METHOD, APPARATUS, AND SYSTEM FOR GENERATING NEURAL NETWORK MODEL, DEVICE, MEDIUM, AND PROGRAM PRODUCT

Organization Name

huawei technologies co., ltd.

Inventor(s)

Mi Luo of Singapore (SG)

Fei Chen of Hong Kong (CN)

Zhenguo Li of Hong Kong (CN)

Jiashi Feng of Singapore (SG)

METHOD, APPARATUS, AND SYSTEM FOR GENERATING NEURAL NETWORK MODEL, DEVICE, MEDIUM, AND PROGRAM PRODUCT - A simplified explanation of the abstract

This abstract first appeared for US patent application 20240135191 titled 'METHOD, APPARATUS, AND SYSTEM FOR GENERATING NEURAL NETWORK MODEL, DEVICE, MEDIUM, AND PROGRAM PRODUCT

Simplified Explanation

The abstract describes a method, apparatus, and system for generating a neural network model through a federated learning scheme between multiple devices.

  • The first device sends an indication of a subnetwork model structure to a second device, which is determined by adjusting a hypernetwork model structure.
  • The second device then calculates a parameter for the subnetwork model based on the indication and the hypernetwork model, which is sent back to the first device.
  • The first device trains the subnetwork model using the received parameter and sends the trained model's parameter back to the second device for updating the hypernetwork model.

Potential Applications

This technology can be applied in various fields such as:

  • Healthcare for personalized treatment recommendations
  • Financial services for fraud detection
  • Autonomous vehicles for real-time decision making

Problems Solved

This technology addresses issues such as:

  • Efficient model training across multiple devices
  • Privacy concerns by keeping data local
  • Scalability in large-scale machine learning tasks

Benefits

The benefits of this technology include:

  • Improved model accuracy through collaborative learning
  • Reduced communication overhead between devices
  • Enhanced privacy protection for sensitive data

Potential Commercial Applications

A potential commercial application for this technology could be:

  • "Optimizing Federated Learning for Enhanced Data Privacy in Healthcare"

Possible Prior Art

One possible prior art related to this technology is the concept of distributed learning in machine learning, where models are trained across multiple devices without sharing raw data.

Unanswered Questions

How does this technology ensure data privacy during the federated learning process?

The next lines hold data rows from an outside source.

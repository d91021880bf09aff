//! In-memory `Store` for tests and database-less runs
//!
//! Same semantics as `PgStore`, state lives behind a `tokio::sync::RwLock`
//! and is lost on shutdown.

use async_trait::async_trait;
use chrono::{DateTime, Utc};
use standup_core::{Member, Slot, SpinRecord};
use tokio::sync::RwLock;
use uuid::Uuid;

use super::store::{MemberUpdate, Store};
use super::{DbError, TeamMember};
use crate::models::{Emoji, MemberName};

#[derive(Debug, Clone)]
struct SpinRow {
    session_id: Uuid,
    member_id: i64,
    position: u32,
    twist_type: String,
    created_at: DateTime<Utc>,
}

#[derive(Default)]
struct Inner {
    members: Vec<TeamMember>,
    spins: Vec<SpinRow>,
    next_id: i64,
}

impl Inner {
    fn member_mut(&mut self, id: i64) -> Result<&mut TeamMember, DbError> {
        self.members
            .iter_mut()
            .find(|m| m.id == id)
            .ok_or_else(|| DbError::not_found("member", id))
    }

    fn records<'a>(&'a self, rows: impl Iterator<Item = &'a SpinRow>) -> Vec<SpinRecord> {
        rows.filter_map(|row| {
            let member = self.members.iter().find(|m| m.id == row.member_id)?;
            Some(SpinRecord {
                session_id: row.session_id,
                member_id: row.member_id,
                member_name: member.name.clone(),
                emoji: member.emoji.clone(),
                position: row.position,
                twist_type: row.twist_type.clone(),
                recorded_at: row.created_at,
            })
        })
        .collect()
    }
}

/// `Store` held entirely in process memory
#[derive(Default)]
pub struct MemoryStore {
    inner: RwLock<Inner>,
}

impl MemoryStore {
    pub fn new() -> Self {
        Self::default()
    }
}

#[async_trait]
impl Store for MemoryStore {
    async fn ping(&self) -> Result<(), DbError> {
        Ok(())
    }

    async fn create_member(&self, name: &MemberName, emoji: &Emoji) -> Result<TeamMember, DbError> {
        let mut inner = self.inner.write().await;

        if let Some(existing) = inner.members.iter_mut().find(|m| m.name == name.as_str()) {
            if existing.is_active {
                return Err(DbError::conflict("member", name.as_str()));
            }
            existing.is_active = true;
            existing.emoji = emoji.as_str().to_owned();
            return Ok(existing.clone());
        }

        inner.next_id += 1;
        let member = TeamMember {
            id: inner.next_id,
            name: name.as_str().to_owned(),
            emoji: emoji.as_str().to_owned(),
            is_active: true,
            created_at: Utc::now(),
        };
        inner.members.push(member.clone());
        Ok(member)
    }

    async fn list_members(&self, include_inactive: bool) -> Result<Vec<TeamMember>, DbError> {
        let inner = self.inner.read().await;
        let mut members: Vec<TeamMember> = inner
            .members
            .iter()
            .filter(|m| include_inactive || m.is_active)
            .cloned()
            .collect();
        members.sort_by(|a, b| a.name.cmp(&b.name));
        Ok(members)
    }

    async fn get_member(&self, id: i64) -> Result<TeamMember, DbError> {
        let inner = self.inner.read().await;
        inner
            .members
            .iter()
            .find(|m| m.id == id)
            .cloned()
            .ok_or_else(|| DbError::not_found("member", id))
    }

    async fn update_member(&self, id: i64, update: MemberUpdate) -> Result<TeamMember, DbError> {
        let mut inner = self.inner.write().await;

        if let Some(name) = &update.name {
            if inner
                .members
                .iter()
                .any(|m| m.id != id && m.name == name.as_str())
            {
                return Err(DbError::conflict("member", name.as_str()));
            }
        }

        let member = inner.member_mut(id)?;
        if let Some(name) = update.name {
            member.name = name.into_inner();
        }
        if let Some(emoji) = update.emoji {
            member.emoji = emoji.into_inner();
        }
        if let Some(active) = update.is_active {
            member.is_active = active;
        }
        Ok(member.clone())
    }

    async fn deactivate_member(&self, id: i64) -> Result<(), DbError> {
        let mut inner = self.inner.write().await;
        inner.member_mut(id)?.is_active = false;
        Ok(())
    }

    async fn active_members(&self, ids: &[i64]) -> Result<Vec<Member>, DbError> {
        let inner = self.inner.read().await;
        let mut members: Vec<Member> = inner
            .members
            .iter()
            .filter(|m| m.is_active && ids.contains(&m.id))
            .cloned()
            .map(Member::from)
            .collect();
        members.sort_by_key(|m| m.id);
        Ok(members)
    }

    async fn record_spin(
        &self,
        session_id: Uuid,
        twist_type: &str,
        slots: &[Slot],
    ) -> Result<(), DbError> {
        let mut inner = self.inner.write().await;
        let now = Utc::now();

        for slot in slots {
            for &member_id in &slot.member_ids {
                if !inner.members.iter().any(|m| m.id == member_id) {
                    return Err(DbError::not_found("member", member_id));
                }
            }
        }

        let rows = slots.iter().flat_map(|slot| {
            slot.member_ids.iter().map(move |&member_id| SpinRow {
                session_id,
                member_id,
                position: slot.position,
                twist_type: twist_type.to_owned(),
                created_at: now,
            })
        });
        inner.spins.extend(rows);
        Ok(())
    }

    async fn get_spin(&self, session_id: Uuid) -> Result<Vec<SpinRecord>, DbError> {
        let inner = self.inner.read().await;
        let mut records = inner.records(inner.spins.iter().filter(|r| r.session_id == session_id));
        if records.is_empty() {
            return Err(DbError::not_found("spin", session_id));
        }
        records.sort_by_key(|r| r.position);
        Ok(records)
    }

    async fn spin_records_since(&self, cutoff: DateTime<Utc>) -> Result<Vec<SpinRecord>, DbError> {
        let inner = self.inner.read().await;
        Ok(inner.records(inner.spins.iter().filter(|r| r.created_at >= cutoff)))
    }
}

This technology ensures data privacy by keeping the raw data local to each device and only sharing model parameters during the training process.

What is the computational overhead involved in training the subnetwork model on each device?

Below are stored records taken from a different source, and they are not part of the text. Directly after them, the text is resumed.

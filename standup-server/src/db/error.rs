//! Database error type

/// Storage error
#[derive(Debug, thiserror::Error)]
pub enum DbError {
    #[error("database error: {0}")]
    Sqlx(#[from] sqlx::Error),

    #[error("not found: {resource} '{id}'")]
    NotFound { resource: &'static str, id: String },

    #[error("conflict: {resource} '{id}' already exists")]
    Conflict { resource: &'static str, id: String },
}

impl DbError {
    pub(crate) fn not_found(resource: &'static str, id: impl ToString) -> Self {
        Self::NotFound {
            resource,
            id: id.to_string(),
        }
    }

    pub(crate) fn conflict(resource: &'static str, id: impl ToString) -> Self {
        Self::Conflict {
            resource,
            id: id.to_string(),
        }
    }
}

/// True when the error is a Postgres unique constraint violation.
pub(crate) fn is_unique_violation(err: &sqlx::Error) -> bool {
    matches!(err, sqlx::Error::Database(db) if db.is_unique_violation())
}
//! standup CLI - run the spinner API or spin from the terminal
//!
//! - `serve`: HTTP API backed by PostgreSQL (or memory)
//! - `spin`: one-off twisted order for names on the command line
//! - `twists`: list the available twists

use anyhow::Result;
use clap::{Parser, Subcommand};

mod commands;
mod tracing_setup;

use commands::serve::ServeArgs;
use commands::spin::SpinArgs;
use commands::twists::TwistsArgs;

#[derive(Parser, Debug)]
#[command(
    name = "standup",
    author,
    version,
    about = "Randomize the speaking order for daily standups",
    long_about = "Randomize the speaking order for daily standups, with optional twists: \
                  reverse, random skip, double turn and pair up."
)]
struct Cli {
    /// Debug logging (RUST_LOG still wins)
    #[arg(long, global = true)]
    debug: bool,

    /// Export traces over OTLP (requires the `telemetry` feature)
    #[arg(long, global = true)]
    otel: bool,

    #[command(subcommand)]
    command: Commands,
}

#[derive(Subcommand, Debug)]
enum Commands {
    /// Run the HTTP API
    Serve(ServeArgs),
    /// Spin an order for the given names
    Spin(SpinArgs),
    /// List available twists
    Twists(TwistsArgs),
}

#[tokio::main]
async fn main() -> Result<()> {
    // A missing .env is fine
    let _ = dotenvy::dotenv();

    let cli = Cli::parse();
    tracing_setup::init(&tracing_setup::TracingConfig {
        debug: cli.debug,
        otel: cli.otel,
    })?;

    let result = match cli.command {
        Commands::Serve(args) => commands::serve::run_serve(args).await,
        Commands::Spin(args) => commands::spin::run_spin(args),
        Commands::Twists(args) => commands::twists::run_twists(args),
    };

    tracing_setup::shutdown_otel();
    result
}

The computational overhead involved in training the subnetwork model on each device depends on the complexity of the model and the amount of data processed during training.

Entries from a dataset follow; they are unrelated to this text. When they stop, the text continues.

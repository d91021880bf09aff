//! Tracing setup for the standup binary
//!
//! Console logging by default, OTLP span export with `--otel` when built
//! with the `telemetry` feature.
//!
//! Environment variables:
//!   RUST_LOG                          # Log filter (default: info)
//!   OTEL_EXPORTER_OTLP_ENDPOINT       # OTLP endpoint (default: http://localhost:4317)
//!   OTEL_SERVICE_NAME                 # Service name (default: standup)

use anyhow::{anyhow, Result};
use tracing_subscriber::EnvFilter;

/// Tracing configuration options
#[derive(Debug, Clone, Default)]
pub struct TracingConfig {
    /// Debug logging unless RUST_LOG says otherwise
    pub debug: bool,
    /// Export spans over OTLP
    pub otel: bool,
}

fn env_filter(config: &TracingConfig) -> EnvFilter {
    let default = if config.debug { "debug" } else { "info" };
    EnvFilter::try_from_default_env().unwrap_or_else(|_| EnvFilter::new(default))
}

/// Console output only
pub fn init_tracing(config: &TracingConfig) -> Result<()> {
    tracing_subscriber::fmt()
        .with_env_filter(env_filter(config))
        .with_target(config.debug)
        .compact()
        .try_init()
        .map_err(|err| anyhow!(err))
}

#[cfg(feature = "telemetry")]
pub fn init_tracing_with_otel(config: &TracingConfig) -> Result<()> {
    use opentelemetry::trace::TracerProvider as _;
    use opentelemetry::KeyValue;
    use opentelemetry_otlp::WithExportConfig;
    use opentelemetry_sdk::trace::TracerProvider;
    use tracing_subscriber::{layer::SubscriberExt, util::SubscriberInitExt};

    let endpoint = std::env::var("OTEL_EXPORTER_OTLP_ENDPOINT")
        .unwrap_or_else(|_| "http://localhost:4317".to_string());
    let service_name =
        std::env::var("OTEL_SERVICE_NAME").unwrap_or_else(|_| "standup".to_string());

    let otlp_exporter = opentelemetry_otlp::SpanExporter::builder()
        .with_tonic()
        .with_endpoint(&endpoint)
        .build()
        .map_err(|e| anyhow!("Failed to create OTLP exporter: {}", e))?;

    let provider = TracerProvider::builder()
        .with_batch_exporter(otlp_exporter, opentelemetry_sdk::runtime::Tokio)
        .with_resource(opentelemetry_sdk::Resource::new(vec![KeyValue::new(
            "service.name",
            service_name.clone(),
        )]))
        .build();

    let tracer = provider.tracer("standup");
    // Dropping the provider stops export
    let _ = opentelemetry::global::set_tracer_provider(provider);

    tracing_subscriber::registry()
        .with(env_filter(config))
        .with(
            tracing_subscriber::fmt::layer()
                .with_target(config.debug)
                .compact(),
        )
        .with(tracing_opentelemetry::layer().with_tracer(tracer))
        .try_init()
        .map_err(|err| anyhow!(err))?;

    tracing::info!(endpoint = %endpoint, service = %service_name, "OpenTelemetry tracing initialized");
    Ok(())
}

/// Flush pending spans
#[cfg(feature = "telemetry")]
pub fn shutdown_otel() {
    opentelemetry::global::shutdown_tracer_provider();
}

#[cfg(not(feature = "telemetry"))]
pub fn shutdown_otel() {}

/// Initialize tracing, with OTLP export when requested and compiled in.
pub fn init(config: &TracingConfig) -> Result<()> {
    #[cfg(feature = "telemetry")]
    if config.otel {
        return init_tracing_with_otel(config);
    }

    #[cfg(not(feature = "telemetry"))]
    if config.otel {
        eprintln!("warning: --otel ignored, built without the `telemetry` feature");
    }

    init_tracing(config)
}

Original Abstract Submitted

a method, an apparatus, and a system for generating a neural network model, a device, a medium, and a program product are provided. in an embodiment, a first device sends an indication about a structure of a subnetwork model to a second device, where the subnetwork model is determined by adjusting a structure of a hypernetwork model. the first device receives a parameter of the subnetwork model from the second device, where the parameter of the subnetwork model is determined by the second device based on the indication and the hypernetwork model. the first device trains the subnetwork model based on the received parameter of the subnetwork model. the first device sends a parameter of the trained subnetwork model to the second device for the second device to update the hypernetwork model. in the foregoing manner, an efficient federated learning scheme between a plurality of devices is provided.